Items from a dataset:

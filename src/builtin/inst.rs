use std::{
    fmt,
    hash::{Hash, Hasher},
    str::FromStr,
};

use crate::scan;

const NANOS_PER_SEC: i128 = 1_000_000_000;
const SECS_PER_DAY: i64 = 86_400;

#[derive(Clone, Debug, PartialEq, Eq, thiserror::Error)]
pub enum InstantError {
    #[error("malformed timestamp, expected `YYYY-MM-DDThh:mm:ss[.fff](Z|+hh:mm)`")]
    Malformed,
    #[error("{field} {value} is out of range")]
    OutOfRange { field: &'static str, value: u32 },
}

/// A point in time as written in an RFC 3339 timestamp.
///
/// The written fields and offset are kept; equality and hashing use the UTC
/// moment, so `16:39:57-08:00` equals `00:39:57Z` on the following day.
/// Trailing fields may be left out (`1985`, `1985-04-12`,
/// `1985-04-12T23:20`); missing ones default to their minimum and a
/// missing offset means UTC.
#[derive(Copy, Clone, Debug)]
pub struct Instant {
    year: u16,
    month: u8,
    day: u8,
    hour: u8,
    minute: u8,
    second: u8,
    nanosecond: u32,
    offset_minutes: i16,
}

impl Instant {
    #[inline]
    pub fn year(&self) -> u16 {
        self.year
    }

    #[inline]
    pub fn month(&self) -> u8 {
        self.month
    }

    #[inline]
    pub fn day(&self) -> u8 {
        self.day
    }

    #[inline]
    pub fn hour(&self) -> u8 {
        self.hour
    }

    #[inline]
    pub fn minute(&self) -> u8 {
        self.minute
    }

    #[inline]
    pub fn second(&self) -> u8 {
        self.second
    }

    #[inline]
    pub fn nanosecond(&self) -> u32 {
        self.nanosecond
    }

    /// Offset from UTC in minutes, as written.
    #[inline]
    pub fn offset_minutes(&self) -> i16 {
        self.offset_minutes
    }

    /// Nanoseconds since 1970-01-01T00:00:00Z.
    pub fn unix_nanos(&self) -> i128 {
        let days = days_from_civil(i64::from(self.year), u32::from(self.month), u32::from(self.day));
        let seconds = days * SECS_PER_DAY
            + i64::from(self.hour) * 3600
            + i64::from(self.minute) * 60
            + i64::from(self.second)
            - i64::from(self.offset_minutes) * 60;
        i128::from(seconds) * NANOS_PER_SEC + i128::from(self.nanosecond)
    }
}

impl PartialEq for Instant {
    fn eq(&self, other: &Self) -> bool {
        self.unix_nanos() == other.unix_nanos()
    }
}

impl Eq for Instant {}

impl Hash for Instant {
    fn hash<H: Hasher>(&self, state: &mut H) {
        self.unix_nanos().hash(state);
    }
}

impl FromStr for Instant {
    type Err = InstantError;

    fn from_str(s: &str) -> Result<Self, Self::Err> {
        let mut cursor = Cursor {
            bytes: s.as_bytes(),
            pos: 0,
        };
        let mut instant = Instant {
            year: cursor.digits(4)? as u16,
            month: 1,
            day: 1,
            hour: 0,
            minute: 0,
            second: 0,
            nanosecond: 0,
            offset_minutes: 0,
        };

        if cursor.eat(b'-') {
            instant.month = in_range("month", cursor.digits(2)?, 1, 12)?;
            if cursor.eat(b'-') {
                let last = days_in_month(instant.year, instant.month);
                instant.day = in_range("day", cursor.digits(2)?, 1, last)?;
                if cursor.eat(b'T') || cursor.eat(b't') {
                    cursor.time(&mut instant)?;
                }
            }
        }

        if cursor.pos != cursor.bytes.len() {
            return Err(InstantError::Malformed);
        }
        Ok(instant)
    }
}

impl fmt::Display for Instant {
    fn fmt(&self, f: &mut fmt::Formatter<'_>) -> fmt::Result {
        write!(
            f,
            "{:04}-{:02}-{:02}T{:02}:{:02}:{:02}",
            self.year, self.month, self.day, self.hour, self.minute, self.second
        )?;
        match self.nanosecond {
            0 => {}
            n if n % 1_000_000 == 0 => write!(f, ".{:03}", n / 1_000_000)?,
            n if n % 1_000 == 0 => write!(f, ".{:06}", n / 1_000)?,
            n => write!(f, ".{n:09}")?,
        }
        if self.offset_minutes == 0 {
            return f.write_str("Z");
        }
        let sign = if self.offset_minutes < 0 { '-' } else { '+' };
        let offset = self.offset_minutes.unsigned_abs();
        write!(f, "{sign}{:02}:{:02}", offset / 60, offset % 60)
    }
}

struct Cursor<'s> {
    bytes: &'s [u8],
    pos: usize,
}

impl Cursor<'_> {
    fn eat(&mut self, byte: u8) -> bool {
        let hit = self.bytes.get(self.pos) == Some(&byte);
        self.pos += usize::from(hit);
        hit
    }

    fn expect(&mut self, byte: u8) -> Result<(), InstantError> {
        if self.eat(byte) {
            Ok(())
        } else {
            Err(InstantError::Malformed)
        }
    }

    /// Exactly `len` decimal digits.
    fn digits(&mut self, len: usize) -> Result<u32, InstantError> {
        let digits = self
            .bytes
            .get(self.pos..self.pos + len)
            .filter(|digits| digits.iter().all(u8::is_ascii_digit))
            .ok_or(InstantError::Malformed)?;
        self.pos += len;
        Ok(scan::accumulate_digits(0, digits) as u32)
    }

    /// `hh:mm[:ss[.fraction]]` followed by an optional offset.
    fn time(&mut self, instant: &mut Instant) -> Result<(), InstantError> {
        instant.hour = in_range("hour", self.digits(2)?, 0, 23)?;
        self.expect(b':')?;
        instant.minute = in_range("minute", self.digits(2)?, 0, 59)?;
        if self.eat(b':') {
            instant.second = in_range("second", self.digits(2)?, 0, 59)?;
            if self.eat(b'.') {
                instant.nanosecond = self.fraction()?;
            }
        }
        instant.offset_minutes = self.offset()?;
        Ok(())
    }

    /// One to nine fractional digits, scaled to nanoseconds.
    fn fraction(&mut self) -> Result<u32, InstantError> {
        let len = scan::digit_run(self.bytes, self.pos) - self.pos;
        if !(1..=9).contains(&len) {
            return Err(InstantError::Malformed);
        }
        let value = self.digits(len)?;
        Ok(value * 10u32.pow((9 - len) as u32))
    }

    fn offset(&mut self) -> Result<i16, InstantError> {
        let sign = match self.bytes.get(self.pos) {
            None => return Ok(0),
            Some(b'Z' | b'z') => {
                self.pos += 1;
                return Ok(0);
            }
            Some(b'+') => 1,
            Some(b'-') => -1,
            Some(_) => return Err(InstantError::Malformed),
        };
        self.pos += 1;
        let hours = in_range("offset hour", self.digits(2)?, 0, 23)?;
        self.expect(b':')?;
        let minutes = in_range("offset minute", self.digits(2)?, 0, 59)?;
        Ok(sign * (i16::from(hours) * 60 + i16::from(minutes)))
    }
}

fn in_range(field: &'static str, value: u32, min: u8, max: u8) -> Result<u8, InstantError> {
    if (u32::from(min)..=u32::from(max)).contains(&value) {
        Ok(value as u8)
    } else {
        Err(InstantError::OutOfRange { field, value })
    }
}

fn is_leap_year(year: u16) -> bool {
    year % 4 == 0 && (year % 100 != 0 || year % 400 == 0)
}

fn days_in_month(year: u16, month: u8) -> u8 {
    match month {
        2 if is_leap_year(year) => 29,
        2 => 28,
        4 | 6 | 9 | 11 => 30,
        _ => 31,
    }
}

/// Days since 1970-01-01 in the proleptic Gregorian calendar.
fn days_from_civil(year: i64, month: u32, day: u32) -> i64 {
    let year = if month <= 2 { year - 1 } else { year };
    let era = year.div_euclid(400);
    let year_of_era = year.rem_euclid(400);
    let shifted_month = (i64::from(month) + 9) % 12;
    let day_of_year = (153 * shifted_month + 2) / 5 + i64::from(day) - 1;
    let day_of_era = year_of_era * 365 + year_of_era / 4 - year_of_era / 100 + day_of_year;
    era * 146_097 + day_of_era - 719_468
}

:: TASK PROMPT ::
The answer should be the complete set of records, printed exactly.

:: RESPONSE FOR THIS EXERCISE ::
filename src/builtin/inst.rs
use std::{
    fmt,
    hash::{Hash, Hasher},
    str::FromStr,
};

use crate::scan;

const NANOS_PER_SEC: i128 = 1_000_000_000;
const SECS_PER_DAY: i64 = 86_400;

#[derive(Clone, Debug, PartialEq, Eq, thiserror::Error)]
pub enum InstantError {
    #[error("malformed timestamp, expected `YYYY-MM-DDThh:mm:ss[.fff](Z|+hh:mm)`")]
    Malformed,
    #[error("{field} {value} is out of range")]
    OutOfRange { field: &'static str, value: u32 },
}

/// A point in time as written in an RFC 3339 timestamp.
///
/// The written fields and offset are kept; equality and hashing use the UTC
/// moment, so `16:39:57-08:00` equals `00:39:57Z` on the following day.
/// Trailing fields may be left out (`1985`, `1985-04-12`,
/// `1985-04-12T23:20`); missing ones default to their minimum and a
/// missing offset means UTC.
#[derive(Copy, Clone, Debug)]
pub struct Instant {
    year: u16,
    month: u8,
    day: u8,
    hour: u8,
    minute: u8,
    second: u8,
    nanosecond: u32,
    offset_minutes: i16,
}

impl Instant {
    #[inline]
    pub fn year(&self) -> u16 {
        self.year
    }

    #[inline]
    pub fn month(&self) -> u8 {
        self.month
    }

    #[inline]
    pub fn day(&self) -> u8 {
        self.day
    }

    #[inline]
    pub fn hour(&self) -> u8 {
        self.hour
    }

    #[inline]
    pub fn minute(&self) -> u8 {
        self.minute
    }

    #[inline]
    pub fn second(&self) -> u8 {
        self.second
    }

    #[inline]
    pub fn nanosecond(&self) -> u32 {
        self.nanosecond
    }

    /// Offset from UTC in minutes, as written.
    #[inline]
    pub fn offset_minutes(&self) -> i16 {
        self.offset_minutes
    }

    /// Nanoseconds since 1970-01-01T00:00:00Z.
    pub fn unix_nanos(&self) -> i128 {
        let days = days_from_civil(i64::from(self.year), u32::from(self.month), u32::from(self.day));
        let seconds = days * SECS_PER_DAY
            + i64::from(self.hour) * 3600
            + i64::from(self.minute) * 60
            + i64::from(self.second)
            - i64::from(self.offset_minutes) * 60;
        i128::from(seconds) * NANOS_PER_SEC + i128::from(self.nanosecond)
    }
}

impl PartialEq for Instant {
    fn eq(&self, other: &Self) -> bool {
        self.unix_nanos() == other.unix_nanos()
    }
}

impl Eq for Instant {}

impl Hash for Instant {
    fn hash<H: Hasher>(&self, state: &mut H) {
        self.unix_nanos().hash(state);
    }
}

impl FromStr for Instant {
    type Err = InstantError;

    fn from_str(s: &str) -> Result<Self, Self::Err> {
        let mut cursor = Cursor {
            bytes: s.as_bytes(),
            pos: 0,
        };
        let mut instant = Instant {
            year: cursor.digits(4)? as u16,
            month: 1,
            day: 1,
            hour: 0,
            minute: 0,
            second: 0,
            nanosecond: 0,
            offset_minutes: 0,
        };

        if cursor.eat(b'-') {
            instant.month = in_range("month", cursor.digits(2)?, 1, 12)?;
            if cursor.eat(b'-') {
                let last = days_in_month(instant.year, instant.month);
                instant.day = in_range("day", cursor.digits(2)?, 1, last)?;
                if cursor.eat(b'T') || cursor.eat(b't') {
                    cursor.time(&mut instant)?;
                }
            }
        }

        if cursor.pos != cursor.bytes.len() {
            return Err(InstantError::Malformed);
        }
        Ok(instant)
    }
}

impl fmt::Display for Instant {
    fn fmt(&self, f: &mut fmt::Formatter<'_>) -> fmt::Result {
        write!(
            f,
            "{:04}-{:02}-{:02}T{:02}:{:02}:{:02}",
            self.year, self.month, self.day, self.hour, self.minute, self.second
        )?;
        match self.nanosecond {
            0 => {}
            n if n % 1_000_000 == 0 => write!(f, ".{:03}", n / 1_000_000)?,
            n if n % 1_000 == 0 => write!(f, ".{:06}", n / 1_000)?,
            n => write!(f, ".{n:09}")?,
        }
        if self.offset_minutes == 0 {
            return f.write_str("Z");
        }
        let sign = if self.offset_minutes < 0 { '-' } else { '+' };
        let offset = self.offset_minutes.unsigned_abs();
        write!(f, "{sign}{:02}:{:02}", offset / 60, offset % 60)
    }
}

struct Cursor<'s> {
    bytes: &'s [u8],
    pos: usize,
}

impl Cursor<'_> {
    fn eat(&mut self, byte: u8) -> bool {
        let hit = self.bytes.get(self.pos) == Some(&byte);
        self.pos += usize::from(hit);
        hit
    }

    fn expect(&mut self, byte: u8) -> Result<(), InstantError> {
        if self.eat(byte) {
            Ok(())
        } else {
            Err(InstantError::Malformed)
        }
    }

    /// Exactly `len` decimal digits.
    fn digits(&mut self, len: usize) -> Result<u32, InstantError> {
        let digits = self
            .bytes
            .get(self.pos..self.pos + len)
            .filter(|digits| digits.iter().all(u8::is_ascii_digit))
            .ok_or(InstantError::Malformed)?;
        self.pos += len;
        Ok(scan::accumulate_digits(0, digits) as u32)
    }

    /// `hh:mm[:ss[.fraction]]` followed by an optional offset.
    fn time(&mut self, instant: &mut Instant) -> Result<(), InstantError> {
        instant.hour = in_range("hour", self.digits(2)?, 0, 23)?;
        self.expect(b':')?;
        instant.minute = in_range("minute", self.digits(2)?, 0, 59)?;
        if self.eat(b':') {
            instant.second = in_range("second", self.digits(2)?, 0, 59)?;
            if self.eat(b'.') {
                instant.nanosecond = self.fraction()?;
            }
        }
        instant.offset_minutes = self.offset()?;
        Ok(())
    }

    /// One to nine fractional digits, scaled to nanoseconds.
    fn fraction(&mut self) -> Result<u32, InstantError> {
        let len = scan::digit_run(self.bytes, self.pos) - self.pos;
        if !(1..=9).contains(&len) {
            return Err(InstantError::Malformed);
        }
        let value = self.digits(len)?;
        Ok(value * 10u32.pow((9 - len) as u32))
    }

    fn offset(&mut self) -> Result<i16, InstantError> {
        let sign = match self.bytes.get(self.pos) {
            None => return Ok(0),
            Some(b'Z' | b'z') => {
                self.pos += 1;
                return Ok(0);
            }
            Some(b'+') => 1,
            Some(b'-') => -1,
            Some(_) => return Err(InstantError::Malformed),
        };
        self.pos += 1;
        let hours = in_range("offset hour", self.digits(2)?, 0, 23)?;
        self.expect(b':')?;
        let minutes = in_range("offset minute", self.digits(2)?, 0, 59)?;
        Ok(sign * (i16::from(hours) * 60 + i16::from(minutes)))
    }
}

fn in_range(field: &'static str, value: u32, min: u8, max: u8) -> Result<u8, InstantError> {
    if (u32::from(min)..=u32::from(max)).contains(&value) {
        Ok(value as u8)
    } else {
        Err(InstantError::OutOfRange { field, value })
    }
}

fn is_leap_year(year: u16) -> bool {
    year % 4 == 0 && (year % 100 != 0 || year % 400 == 0)
}

fn days_in_month(year: u16, month: u8) -> u8 {
    match month {
        2 if is_leap_year(year) => 29,
        2 => 28,
        4 | 6 | 9 | 11 => 30,
        _ => 31,
    }
}

/// Days since 1970-01-01 in the proleptic Gregorian calendar.
fn days_from_civil(year: i64, month: u32, day: u32) -> i64 {
    let year = if month <= 2 { year - 1 } else { year };
    let era = year.div_euclid(400);
    let year_of_era = year.rem_euclid(400);
    let shifted_month = (i64::from(month) + 9) % 12;
    let day_of_year = (153 * shifted_month + 2) / 5 + i64::from(day) - 1;
    let day_of_era = year_of_era * 365 + year_of_era / 4 - year_of_era / 100 + day_of_year;
    era * 146_097 + day_of_era - 719_468
}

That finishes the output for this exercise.